- Exercise:
Every entry below must be transcribed exactly, with no line missing.
Start of Material supplied
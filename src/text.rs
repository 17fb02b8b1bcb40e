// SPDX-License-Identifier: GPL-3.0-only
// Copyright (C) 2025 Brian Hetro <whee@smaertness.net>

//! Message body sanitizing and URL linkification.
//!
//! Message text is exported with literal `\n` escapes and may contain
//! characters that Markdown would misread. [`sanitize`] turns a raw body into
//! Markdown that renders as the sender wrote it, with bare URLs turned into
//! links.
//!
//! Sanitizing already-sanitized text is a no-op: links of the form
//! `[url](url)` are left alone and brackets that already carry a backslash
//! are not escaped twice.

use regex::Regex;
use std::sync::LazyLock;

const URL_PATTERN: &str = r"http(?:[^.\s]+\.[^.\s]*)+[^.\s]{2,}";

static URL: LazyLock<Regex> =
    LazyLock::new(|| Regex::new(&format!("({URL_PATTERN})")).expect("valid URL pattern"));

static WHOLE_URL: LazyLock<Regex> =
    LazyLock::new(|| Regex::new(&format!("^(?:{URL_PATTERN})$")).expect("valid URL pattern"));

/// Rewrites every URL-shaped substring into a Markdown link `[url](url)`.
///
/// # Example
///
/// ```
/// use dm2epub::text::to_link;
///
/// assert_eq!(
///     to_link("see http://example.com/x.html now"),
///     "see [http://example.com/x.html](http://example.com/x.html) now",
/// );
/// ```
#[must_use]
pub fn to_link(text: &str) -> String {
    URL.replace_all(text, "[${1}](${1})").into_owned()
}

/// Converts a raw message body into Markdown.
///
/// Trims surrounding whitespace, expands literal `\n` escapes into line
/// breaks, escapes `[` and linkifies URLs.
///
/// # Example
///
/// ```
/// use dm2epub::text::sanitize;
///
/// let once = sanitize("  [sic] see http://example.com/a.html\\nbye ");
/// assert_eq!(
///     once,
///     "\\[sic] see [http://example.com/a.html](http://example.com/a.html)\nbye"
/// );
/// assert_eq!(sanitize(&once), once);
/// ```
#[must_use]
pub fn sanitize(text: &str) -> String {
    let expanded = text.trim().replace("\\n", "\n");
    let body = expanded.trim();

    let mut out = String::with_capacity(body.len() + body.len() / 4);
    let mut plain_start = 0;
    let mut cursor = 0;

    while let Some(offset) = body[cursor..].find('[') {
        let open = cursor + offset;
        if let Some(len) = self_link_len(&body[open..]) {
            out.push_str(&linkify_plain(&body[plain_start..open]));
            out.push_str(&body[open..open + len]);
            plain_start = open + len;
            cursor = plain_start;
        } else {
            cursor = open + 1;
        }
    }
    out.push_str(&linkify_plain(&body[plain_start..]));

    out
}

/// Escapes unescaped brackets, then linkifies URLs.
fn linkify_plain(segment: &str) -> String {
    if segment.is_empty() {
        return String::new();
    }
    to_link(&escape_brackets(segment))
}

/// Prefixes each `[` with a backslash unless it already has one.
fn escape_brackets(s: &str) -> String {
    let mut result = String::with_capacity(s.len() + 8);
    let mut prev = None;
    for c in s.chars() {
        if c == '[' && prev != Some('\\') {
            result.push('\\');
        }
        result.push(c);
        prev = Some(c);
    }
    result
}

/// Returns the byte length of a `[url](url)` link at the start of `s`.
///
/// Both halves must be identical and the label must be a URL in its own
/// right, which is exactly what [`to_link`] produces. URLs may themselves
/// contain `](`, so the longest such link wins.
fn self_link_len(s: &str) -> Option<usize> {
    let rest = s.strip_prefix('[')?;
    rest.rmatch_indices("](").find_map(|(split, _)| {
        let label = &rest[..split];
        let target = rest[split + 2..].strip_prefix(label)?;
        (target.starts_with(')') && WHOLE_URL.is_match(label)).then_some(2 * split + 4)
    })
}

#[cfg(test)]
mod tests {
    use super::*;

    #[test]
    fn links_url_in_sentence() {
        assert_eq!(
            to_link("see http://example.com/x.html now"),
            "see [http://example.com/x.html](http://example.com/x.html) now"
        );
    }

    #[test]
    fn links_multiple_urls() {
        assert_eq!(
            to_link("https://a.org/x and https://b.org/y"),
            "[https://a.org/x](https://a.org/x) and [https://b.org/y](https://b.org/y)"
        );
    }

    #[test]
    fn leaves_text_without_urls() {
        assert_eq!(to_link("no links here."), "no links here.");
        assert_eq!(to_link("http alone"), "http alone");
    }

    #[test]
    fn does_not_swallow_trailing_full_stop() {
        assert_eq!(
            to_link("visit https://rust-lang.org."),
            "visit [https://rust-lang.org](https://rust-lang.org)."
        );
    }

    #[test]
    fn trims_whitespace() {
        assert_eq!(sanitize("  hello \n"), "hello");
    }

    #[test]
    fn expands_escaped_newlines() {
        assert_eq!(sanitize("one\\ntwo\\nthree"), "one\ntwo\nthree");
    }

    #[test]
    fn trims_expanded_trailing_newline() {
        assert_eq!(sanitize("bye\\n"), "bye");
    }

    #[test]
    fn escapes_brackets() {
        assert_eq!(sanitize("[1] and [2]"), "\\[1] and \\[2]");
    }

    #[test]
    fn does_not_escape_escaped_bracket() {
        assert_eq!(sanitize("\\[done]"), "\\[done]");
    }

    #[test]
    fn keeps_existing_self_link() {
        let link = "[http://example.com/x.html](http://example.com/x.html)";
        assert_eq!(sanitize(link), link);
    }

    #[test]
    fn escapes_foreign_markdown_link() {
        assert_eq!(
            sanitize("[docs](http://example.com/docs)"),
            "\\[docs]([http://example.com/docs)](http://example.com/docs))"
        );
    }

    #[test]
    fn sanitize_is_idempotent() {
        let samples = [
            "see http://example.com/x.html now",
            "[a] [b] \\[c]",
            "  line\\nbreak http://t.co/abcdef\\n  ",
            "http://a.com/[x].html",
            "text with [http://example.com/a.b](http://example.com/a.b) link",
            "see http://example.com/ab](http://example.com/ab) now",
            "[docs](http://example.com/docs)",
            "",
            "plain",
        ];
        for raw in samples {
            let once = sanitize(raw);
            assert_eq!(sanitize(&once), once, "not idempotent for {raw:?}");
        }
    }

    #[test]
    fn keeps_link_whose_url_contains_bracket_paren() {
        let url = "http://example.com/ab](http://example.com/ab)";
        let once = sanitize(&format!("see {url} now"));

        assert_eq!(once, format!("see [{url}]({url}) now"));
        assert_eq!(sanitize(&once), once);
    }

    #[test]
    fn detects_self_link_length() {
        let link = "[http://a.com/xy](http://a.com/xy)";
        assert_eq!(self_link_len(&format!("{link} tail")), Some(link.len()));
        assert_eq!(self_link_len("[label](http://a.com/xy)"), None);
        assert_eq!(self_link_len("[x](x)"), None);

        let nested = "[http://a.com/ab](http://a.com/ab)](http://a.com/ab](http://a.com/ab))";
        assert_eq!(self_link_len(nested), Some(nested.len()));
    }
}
End of Material supplied
- Exercise answer:
filename src/text.rs
repository 17fb02b8b1bcb40e
// SPDX-License-Identifier: GPL-3.0-only
// Copyright (C) 2025 Brian Hetro <whee@smaertness.net>

//! Message body sanitizing and URL linkification.
//!
//! Message text is exported with literal `\n` escapes and may contain
//! characters that Markdown would misread. [`sanitize`] turns a raw body into
//! Markdown that renders as the sender wrote it, with bare URLs turned into
//! links.
//!
//! Sanitizing already-sanitized text is a no-op: links of the form
//! `[url](url)` are left alone and brackets that already carry a backslash
//! are not escaped twice.

use regex::Regex;
use std::sync::LazyLock;

const URL_PATTERN: &str = r"http(?:[^.\s]+\.[^.\s]*)+[^.\s]{2,}";

static URL: LazyLock<Regex> =
    LazyLock::new(|| Regex::new(&format!("({URL_PATTERN})")).expect("valid URL pattern"));

static WHOLE_URL: LazyLock<Regex> =
    LazyLock::new(|| Regex::new(&format!("^(?:{URL_PATTERN})$")).expect("valid URL pattern"));

/// Rewrites every URL-shaped substring into a Markdown link `[url](url)`.
///
/// # Example
///
/// ```
/// use dm2epub::text::to_link;
///
/// assert_eq!(
///     to_link("see http://example.com/x.html now"),
///     "see [http://example.com/x.html](http://example.com/x.html) now",
/// );
/// ```
#[must_use]
pub fn to_link(text: &str) -> String {
    URL.replace_all(text, "[${1}](${1})").into_owned()
}

/// Converts a raw message body into Markdown.
///
/// Trims surrounding whitespace, expands literal `\n` escapes into line
/// breaks, escapes `[` and linkifies URLs.
///
/// # Example
///
/// ```
/// use dm2epub::text::sanitize;
///
/// let once = sanitize("  [sic] see http://example.com/a.html\\nbye ");
/// assert_eq!(
///     once,
///     "\\[sic] see [http://example.com/a.html](http://example.com/a.html)\nbye"
/// );
/// assert_eq!(sanitize(&once), once);
/// ```
#[must_use]
pub fn sanitize(text: &str) -> String {
    let expanded = text.trim().replace("\\n", "\n");
    let body = expanded.trim();

    let mut out = String::with_capacity(body.len() + body.len() / 4);
    let mut plain_start = 0;
    let mut cursor = 0;

    while let Some(offset) = body[cursor..].find('[') {
        let open = cursor + offset;
        if let Some(len) = self_link_len(&body[open..]) {
            out.push_str(&linkify_plain(&body[plain_start..open]));
            out.push_str(&body[open..open + len]);
            plain_start = open + len;
            cursor = plain_start;
        } else {
            cursor = open + 1;
        }
    }
    out.push_str(&linkify_plain(&body[plain_start..]));

    out
}

/// Escapes unescaped brackets, then linkifies URLs.
fn linkify_plain(segment: &str) -> String {
    if segment.is_empty() {
        return String::new();
    }
    to_link(&escape_brackets(segment))
}

/// Prefixes each `[` with a backslash unless it already has one.
fn escape_brackets(s: &str) -> String {
    let mut result = String::with_capacity(s.len() + 8);
    let mut prev = None;
    for c in s.chars() {
        if c == '[' && prev != Some('\\') {
            result.push('\\');
        }
        result.push(c);
        prev = Some(c);
    }
    result
}

/// Returns the byte length of a `[url](url)` link at the start of `s`.
///
/// Both halves must be identical and the label must be a URL in its own
/// right, which is exactly what [`to_link`] produces. URLs may themselves
/// contain `](`, so the longest such link wins.
fn self_link_len(s: &str) -> Option<usize> {
    let rest = s.strip_prefix('[')?;
    rest.rmatch_indices("](").find_map(|(split, _)| {
        let label = &rest[..split];
        let target = rest[split + 2..].strip_prefix(label)?;
        (target.starts_with(')') && WHOLE_URL.is_match(label)).then_some(2 * split + 4)
    })
}

#[cfg(test)]
mod tests {
    use super::*;

    #[test]
    fn links_url_in_sentence() {
        assert_eq!(
            to_link("see http://example.com/x.html now"),
            "see [http://example.com/x.html](http://example.com/x.html) now"
        );
    }

    #[test]
    fn links_multiple_urls() {
        assert_eq!(
            to_link("https://a.org/x and https://b.org/y"),
            "[https://a.org/x](https://a.org/x) and [https://b.org/y](https://b.org/y)"
        );
    }

    #[test]
    fn leaves_text_without_urls() {
        assert_eq!(to_link("no links here."), "no links here.");
        assert_eq!(to_link("http alone"), "http alone");
    }

    #[test]
    fn does_not_swallow_trailing_full_stop() {
        assert_eq!(
            to_link("visit https://rust-lang.org."),
            "visit [https://rust-lang.org](https://rust-lang.org)."
        );
    }

    #[test]
    fn trims_whitespace() {
        assert_eq!(sanitize("  hello \n"), "hello");
    }

    #[test]
    fn expands_escaped_newlines() {
        assert_eq!(sanitize("one\\ntwo\\nthree"), "one\ntwo\nthree");
    }

    #[test]
    fn trims_expanded_trailing_newline() {
        assert_eq!(sanitize("bye\\n"), "bye");
    }

    #[test]
    fn escapes_brackets() {
        assert_eq!(sanitize("[1] and [2]"), "\\[1] and \\[2]");
    }

    #[test]
    fn does_not_escape_escaped_bracket() {
        assert_eq!(sanitize("\\[done]"), "\\[done]");
    }

    #[test]
    fn keeps_existing_self_link() {
        let link = "[http://example.com/x.html](http://example.com/x.html)";
        assert_eq!(sanitize(link), link);
    }

    #[test]
    fn escapes_foreign_markdown_link() {
        assert_eq!(
            sanitize("[docs](http://example.com/docs)"),
            "\\[docs]([http://example.com/docs)](http://example.com/docs))"
        );
    }

    #[test]
    fn sanitize_is_idempotent() {
        let samples = [
            "see http://example.com/x.html now",
            "[a] [b] \\[c]",
            "  line\\nbreak http://t.co/abcdef\\n  ",
            "http://a.com/[x].html",
            "text with [http://example.com/a.b](http://example.com/a.b) link",
            "see http://example.com/ab](http://example.com/ab) now",
            "[docs](http://example.com/docs)",
            "",
            "plain",
        ];
        for raw in samples {
            let once = sanitize(raw);
            assert_eq!(sanitize(&once), once, "not idempotent for {raw:?}");
        }
    }

    #[test]
    fn keeps_link_whose_url_contains_bracket_paren() {
        let url = "http://example.com/ab](http://example.com/ab)";
        let once = sanitize(&format!("see {url} now"));

        assert_eq!(once, format!("see [{url}]({url}) now"));
        assert_eq!(sanitize(&once), once);
    }

    #[test]
    fn detects_self_link_length() {
        let link = "[http://a.com/xy](http://a.com/xy)";
        assert_eq!(self_link_len(&format!("{link} tail")), Some(link.len()));
        assert_eq!(self_link_len("[label](http://a.com/xy)"), None);
        assert_eq!(self_link_len("[x](x)"), None);

        let nested = "[http://a.com/ab](http://a.com/ab)](http://a.com/ab](http://a.com/ab))";
        assert_eq!(self_link_len(nested), Some(nested.len()));
    }
}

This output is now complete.